**Work instruction**:
Using the data below, copy out all lines with the word "await".

--- Dataset excerpts ---

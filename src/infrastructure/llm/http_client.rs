use async_trait::async_trait;
use std::sync::Arc;
use std::time::Duration;

use crate::domain::{AttemptError, DomainError};

/// Longest slice of an error body kept in attempt diagnostics
const MAX_ERROR_BODY_CHARS: usize = 500;

/// Trait for HTTP client operations (for mocking)
#[async_trait]
pub trait HttpClientTrait: Send + Sync + std::fmt::Debug {
    /// POST a JSON body and decode a JSON response.
    ///
    /// Transport failures, non-success statuses and undecodable bodies map
    /// onto the matching [`AttemptError`] variants.
    async fn post_json(
        &self,
        url: &str,
        headers: Vec<(&str, &str)>,
        body: &serde_json::Value,
    ) -> Result<serde_json::Value, AttemptError>;
}

#[async_trait]
impl<T: HttpClientTrait + ?Sized> HttpClientTrait for Arc<T> {
    async fn post_json(
        &self,
        url: &str,
        headers: Vec<(&str, &str)>,
        body: &serde_json::Value,
    ) -> Result<serde_json::Value, AttemptError> {
        (**self).post_json(url, headers, body).await
    }
}

/// Real HTTP client using reqwest
#[derive(Debug, Clone)]
pub struct HttpClient {
    client: reqwest::Client,
}

impl HttpClient {
    pub fn new() -> Self {
        Self {
            client: reqwest::Client::new(),
        }
    }

    pub fn with_timeout(timeout: Duration) -> Result<Self, DomainError> {
        let client = reqwest::Client::builder()
            .timeout(timeout)
            .build()
            .map_err(|e| {
                DomainError::configuration(format!("Failed to build HTTP client: {}", e))
            })?;

        Ok(Self { client })
    }
}

impl Default for HttpClient {
    fn default() -> Self {
        Self::new()
    }
}

#[async_trait]
impl HttpClientTrait for HttpClient {
    async fn post_json(
        &self,
        url: &str,
        headers: Vec<(&str, &str)>,
        body: &serde_json::Value,
    ) -> Result<serde_json::Value, AttemptError> {
        let mut request = self.client.post(url);

        for (key, value) in headers {
            request = request.header(key, value);
        }

        let response = request
            .json(body)
            .send()
            .await
            .map_err(|e| AttemptError::transport(format!("Request failed: {}", e)))?;

        if !response.status().is_success() {
            let status = response.status().as_u16();
            let error_body = response.text().await.unwrap_or_default();
            return Err(AttemptError::status(status, snippet(&error_body)));
        }

        response
            .json()
            .await
            .map_err(|e| AttemptError::extraction(format!("Failed to parse response: {}", e)))
    }
}

/// Cut a response body down to a diagnostic snippet on a char boundary
pub fn snippet(body: &str) -> String {
    let body = body.trim();
    match body.char_indices().nth(MAX_ERROR_BODY_CHARS) {
        Some((idx, _)) => format!("{}...", &body[..idx]),
        None => body.to_string(),
    }
}
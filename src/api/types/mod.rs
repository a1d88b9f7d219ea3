//! API request, response and error types

pub mod error;
pub mod generation;
pub mod json;

pub use error::{ApiError, ApiErrorResponse};
pub use generation::{
    non_blank, DietPlanResponse, ImagePromptRequest, ImageResponse, IngredientsRequest,
    RecipeResponse,
};
pub use json::Json;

---

**Exercise answer**:
        (**self).post_json(url, headers, body).await
            .await
            let error_body = response.text().await.unwrap_or_default();
            .await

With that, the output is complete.